The wolf named OR4 was the father of the first successful breeding pack in Oregon for many decades. The object of intense scrutiny from wildlife managers, ranchers, and environmentalists, he wore five different tracking collars before his death in 2016. His offspring founded many of the packs that now live in the state.
Wolves (Canis lupus) were a part of the characteristic fauna of present-day Oregon for thousands of years. In the mid-nineteenth century, however, EuroAmericans who settled in the area began killing wolves and other predators to protect their livestock. In 1843, a group of settlers gathered in Champoeg at what was known as the Wolf Meetings to set bounties for bears, mountain lions, lynx, and wolves and to form a Provisional Government, a key step toward statehood. This antipathy toward wolves, arguably a founding principle of the State of Oregon, reached its climax in 1947, the year the last bounty was paid out on a wolf. Anti-predator landowners had succeeded in eradicating the species from the state.
By the 1970s, in the wake of the first Earth Day in 1970 and the passage of the Endangered Species Act in 1973, the national opinion on wolves had changed, with many now believing that eradicating wolves from the West had been a mistake. In the mid-1990s, conservationists moved wolves from Canada and northern Montana to Yellowstone National Park and wilderness areas in Idaho. Biologists were uncertain how well they would do or how quickly their population would expand, but the wolves were tougher and more fecund than expected. By 1999, the first wild wolf had found its way to Oregon. The state was not ready to manage the species, however, and the Fish and Wildlife Service captured the animal and sent it back to Idaho in a crate.
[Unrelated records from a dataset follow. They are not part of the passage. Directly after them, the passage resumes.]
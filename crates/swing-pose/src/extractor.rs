//! Key-point extraction from raw provider observations.

use image::DynamicImage;
use tracing::debug;

use swing_models::{KeyPoint, KeyPointKind, VideoOrientation};

use crate::error::PoseResult;
use crate::provider::{BodyJoint, HandJoint, ImageOrientation, PoseProvider};

/// Joints at or below this confidence are discarded.
pub const CONFIDENCE_FLOOR: f64 = 0.1;

/// Converts one frame's provider output into a normalized key-point set.
///
/// The orientation hint handed to the provider is fixed to rotate-right for
/// the portrait-held side-on capture this product targets, regardless of the
/// video's recorded angle. This is a documented simplification, not an
/// adaptive correction; callers that know the real angle can supply a
/// corrected hint via [`JointExtractor::with_orientation`].
#[derive(Debug, Clone)]
pub struct JointExtractor {
    confidence_floor: f64,
    orientation: ImageOrientation,
}

impl Default for JointExtractor {
    fn default() -> Self {
        Self::new()
    }
}

impl JointExtractor {
    /// Create an extractor with the default floor and rotate-right hint.
    pub fn new() -> Self {
        Self {
            confidence_floor: CONFIDENCE_FLOOR,
            orientation: ImageOrientation::default(),
        }
    }

    /// Override the confidence floor.
    pub fn with_confidence_floor(mut self, floor: f64) -> Self {
        self.confidence_floor = floor;
        self
    }

    /// Override the orientation hint passed to the provider.
    pub fn with_orientation(mut self, orientation: ImageOrientation) -> Self {
        self.orientation = orientation;
        self
    }

    /// Hint for a known recorded video orientation.
    ///
    /// Exposed so a corrected mapping can be supplied instead of the
    /// hard-coded portrait default; the pipeline itself does not yet feed
    /// the probed angle back in.
    pub fn orientation_for(recorded: VideoOrientation) -> ImageOrientation {
        match recorded {
            VideoOrientation::Up => ImageOrientation::Up,
            VideoOrientation::Right => ImageOrientation::Right,
            VideoOrientation::Left => ImageOrientation::Left,
            VideoOrientation::Down => ImageOrientation::Down,
        }
    }

    /// Extract the key-point set for one frame.
    ///
    /// Body joints are emitted first, in the fixed [`BodyJoint::ALL`] order,
    /// then one wrist per detected hand. An empty result is valid and means
    /// "no usable pose in this frame".
    pub async fn extract(
        &self,
        provider: &dyn PoseProvider,
        image: &DynamicImage,
    ) -> PoseResult<Vec<KeyPoint>> {
        let body = provider.detect_body(image, self.orientation).await?;
        let hands = provider.detect_hands(image, self.orientation).await?;

        let mut points = Vec::with_capacity(BodyJoint::ALL.len() + hands.len());

        for joint in BodyJoint::ALL {
            let observation = body
                .iter()
                .find(|o| o.joint == joint && o.confidence > self.confidence_floor);

            if let Some(o) = observation {
                let (x, y) = normalize(o.x, o.y);
                points.push(KeyPoint::new(body_kind(joint), x, y));
            }
        }

        // No wrist deduplication: both hands may contribute a Wrist point.
        // Downstream calculators consume only the first match by kind.
        for o in &hands {
            if o.joint == HandJoint::Wrist && o.confidence > self.confidence_floor {
                let (x, y) = normalize(o.x, o.y);
                points.push(KeyPoint::new(KeyPointKind::Wrist, x, y));
            }
        }

        debug!(
            provider = provider.name(),
            key_points = points.len(),
            "extracted key points"
        );

        Ok(points)
    }
}

/// Fixed 90-degree coordinate remap compensating for portrait capture.
fn normalize(x: f64, y: f64) -> (f64, f64) {
    (1.0 - y, x)
}

fn body_kind(joint: BodyJoint) -> KeyPointKind {
    match joint {
        BodyJoint::Root => KeyPointKind::Root,
        BodyJoint::LeftHip => KeyPointKind::LeftHip,
        BodyJoint::RightHip => KeyPointKind::RightHip,
        BodyJoint::LeftShoulder => KeyPointKind::LeftShoulder,
        BodyJoint::RightShoulder => KeyPointKind::RightShoulder,
    }
}

#[cfg(test)]
mod tests {
    use super::*;
    use crate::provider::{BodyObservation, HandObservation};
    use async_trait::async_trait;

    struct StubProvider {
        body: Vec<BodyObservation>,
        hands: Vec<HandObservation>,
    }

    #[async_trait]
    impl PoseProvider for StubProvider {
        async fn detect_body(
            &self,
            _image: &DynamicImage,
            _orientation: ImageOrientation,
        ) -> PoseResult<Vec<BodyObservation>> {
            Ok(self.body.clone())
        }

        async fn detect_hands(
            &self,
            _image: &DynamicImage,
            _orientation: ImageOrientation,
        ) -> PoseResult<Vec<HandObservation>> {
            Ok(self.hands.clone())
        }

        fn name(&self) -> &'static str {
            "stub"
        }
    }

    fn blank_image() -> DynamicImage {
        DynamicImage::new_rgb8(4, 4)
    }

    fn body(joint: BodyJoint, x: f64, y: f64, confidence: f64) -> BodyObservation {
        BodyObservation {
            joint,
            x,
            y,
            confidence,
        }
    }

    #[tokio::test]
    async fn test_low_confidence_joints_are_dropped() {
        let provider = StubProvider {
            body: vec![
                body(BodyJoint::Root, 0.5, 0.5, 0.1),
                body(BodyJoint::LeftHip, 0.4, 0.6, 0.09),
                body(BodyJoint::RightHip, 0.6, 0.6, 0.11),
            ],
            hands: vec![],
        };

        let points = JointExtractor::new()
            .extract(&provider, &blank_image())
            .await
            .unwrap();

        // Exactly 0.1 is not above the floor
        assert_eq!(points.len(), 1);
        assert_eq!(points[0].kind, KeyPointKind::RightHip);
    }

    #[tokio::test]
    async fn test_remap_applied_exactly_once() {
        let provider = StubProvider {
            body: vec![body(BodyJoint::Root, 0.2, 0.7, 0.9)],
            hands: vec![],
        };

        let points = JointExtractor::new()
            .extract(&provider, &blank_image())
            .await
            .unwrap();

        // (x, y) -> (1 - y, x)
        assert!((points[0].position.x - 0.3).abs() < 1e-12);
        assert!((points[0].position.y - 0.2).abs() < 1e-12);
    }

    #[tokio::test]
    async fn test_body_order_then_wrists() {
        let provider = StubProvider {
            body: vec![
                body(BodyJoint::RightShoulder, 0.7, 0.5, 0.8),
                body(BodyJoint::Root, 0.5, 0.9, 0.8),
                body(BodyJoint::LeftShoulder, 0.3, 0.5, 0.8),
            ],
            hands: vec![
                HandObservation {
                    hand_index: 0,
                    joint: HandJoint::Wrist,
                    x: 0.1,
                    y: 0.1,
                    confidence: 0.5,
                },
                HandObservation {
                    hand_index: 1,
                    joint: HandJoint::Wrist,
                    x: 0.9,
                    y: 0.9,
                    confidence: 0.5,
                },
            ],
        };

        let points = JointExtractor::new()
            .extract(&provider, &blank_image())
            .await
            .unwrap();

        let kinds: Vec<_> = points.iter().map(|p| p.kind).collect();
        assert_eq!(
            kinds,
            vec![
                KeyPointKind::Root,
                KeyPointKind::LeftShoulder,
                KeyPointKind::RightShoulder,
                KeyPointKind::Wrist,
                KeyPointKind::Wrist,
            ]
        );
    }

    #[test]
    fn test_orientation_hint_mapping() {
        assert_eq!(
            JointExtractor::orientation_for(VideoOrientation::Up),
            ImageOrientation::Up
        );
        assert_eq!(
            JointExtractor::orientation_for(VideoOrientation::Left),
            ImageOrientation::Left
        );
    }

    #[tokio::test]
    async fn test_no_joints_is_ok_and_empty() {
        let provider = StubProvider {
            body: vec![],
            hands: vec![],
        };

        let points = JointExtractor::new()
            .extract(&provider, &blank_image())
            .await
            .unwrap();
        assert!(points.is_empty());
    }
}
//! Pipeline metrics.
//!
//! Thin wrappers over the `metrics` macros; a recorder (if any) is
//! installed by the embedding process.

use metrics::counter;

/// Metric name constants.
pub mod names {
    pub const RUNS_TOTAL: &str = "swing_runs_total";
    pub const RUNS_FAILED_TOTAL: &str = "swing_runs_failed_total";
    pub const FRAMES_ANALYZED_TOTAL: &str = "swing_frames_analyzed_total";
    pub const FRAMES_SKIPPED_TOTAL: &str = "swing_frames_skipped_total";
}

/// Record a completed run with its frame counts.
pub fn record_run_completed(frames_analyzed: usize, frames_skipped: usize) {
    counter!(names::RUNS_TOTAL).increment(1);
    counter!(names::FRAMES_ANALYZED_TOTAL).increment(frames_analyzed as u64);
    counter!(names::FRAMES_SKIPPED_TOTAL).increment(frames_skipped as u64);
}

/// Record a failed run.
pub fn record_run_failed() {
    counter!(names::RUNS_TOTAL).increment(1);
    counter!(names::RUNS_FAILED_TOTAL).increment(1);
}
//! Video source abstraction.
//!
//! The orchestrator consumes videos through this trait so tests (and any
//! non-file input the UI layer supplies) can stand in for FFmpeg.

use async_trait::async_trait;
use image::DynamicImage;
use std::path::{Path, PathBuf};
use tokio::sync::watch;

use crate::error::MediaResult;
use crate::frame::extract_frame;
use crate::probe::{probe_video, VideoInfo};
use crate::FfmpegRunner;

/// A readable video resource with a decodable duration and extractable frames.
#[async_trait]
pub trait VideoSource: Send + Sync {
    /// Probe the video for duration, frame rate, and orientation.
    ///
    /// Errors here are setup errors: the run must fail before any frame
    /// is processed.
    async fn probe(&self) -> MediaResult<VideoInfo>;

    /// Extract the frame at the given timestamp.
    async fn frame_at(&self, seconds: f64) -> MediaResult<DynamicImage>;

    /// Source name for logging.
    fn name(&self) -> &'static str;
}

/// FFmpeg-backed video source reading a local file.
pub struct FfmpegVideoSource {
    path: PathBuf,
    frame_timeout_secs: u64,
    cancel_rx: Option<watch::Receiver<bool>>,
}

impl FfmpegVideoSource {
    /// Create a source for a local video file.
    pub fn new(path: impl AsRef<Path>) -> Self {
        Self {
            path: path.as_ref().to_path_buf(),
            frame_timeout_secs: 30,
            cancel_rx: None,
        }
    }

    /// Set the per-frame extraction timeout.
    pub fn with_frame_timeout(mut self, secs: u64) -> Self {
        self.frame_timeout_secs = secs;
        self
    }

    /// Propagate a cancellation signal into frame extraction.
    pub fn with_cancel(mut self, cancel_rx: watch::Receiver<bool>) -> Self {
        self.cancel_rx = Some(cancel_rx);
        self
    }

    fn runner(&self) -> FfmpegRunner {
        let runner = FfmpegRunner::new().with_timeout(self.frame_timeout_secs);
        match &self.cancel_rx {
            Some(rx) => runner.with_cancel(rx.clone()),
            None => runner,
        }
    }
}

#[async_trait]
impl VideoSource for FfmpegVideoSource {
    async fn probe(&self) -> MediaResult<VideoInfo> {
        probe_video(&self.path).await
    }

    async fn frame_at(&self, seconds: f64) -> MediaResult<DynamicImage> {
        extract_frame(&self.path, seconds, &self.runner()).await
    }

    fn name(&self) -> &'static str {
        "ffmpeg_file"
    }
}

#[cfg(test)]
mod tests {
    use super::*;

    #[test]
    fn test_source_name() {
        let source = FfmpegVideoSource::new("clip.mp4");
        assert_eq!(source.name(), "ffmpeg_file");
    }

    #[tokio::test]
    async fn test_missing_file_probe_fails() {
        let dir = tempfile::tempdir().unwrap();
        let source = FfmpegVideoSource::new(dir.path().join("missing.mp4"));
        let err = source.probe().await.unwrap_err();
        assert!(err.is_setup_error());
    }
}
From 2006 to 2017, wildlife biologist Russ Morgan served as the wolf coordinator and monitor of the Oregon Department of Fish and Wildlife (ODFW). He managed the in-migration of wolves from Idaho and the establishment of several wolf packs in northeastern and southern Oregon. Working with the U.S. Fish and Wildlife Service, ODFW placed tracking collars on wolves and worked to ensure that the species was established in the state, while also trying to minimize the conflicts with livestock that had sealed the predator’s fate in the twentieth century.
Perhaps no single wolf was as well-known to ODFW as OR4, a large black male who was representative of the delicate balance necessary in wolf management. His origins are unknown, but he almost certainly moved into Oregon from Idaho. OR4 became the breeding male of the first reproducing wolf pack in the State of Oregon.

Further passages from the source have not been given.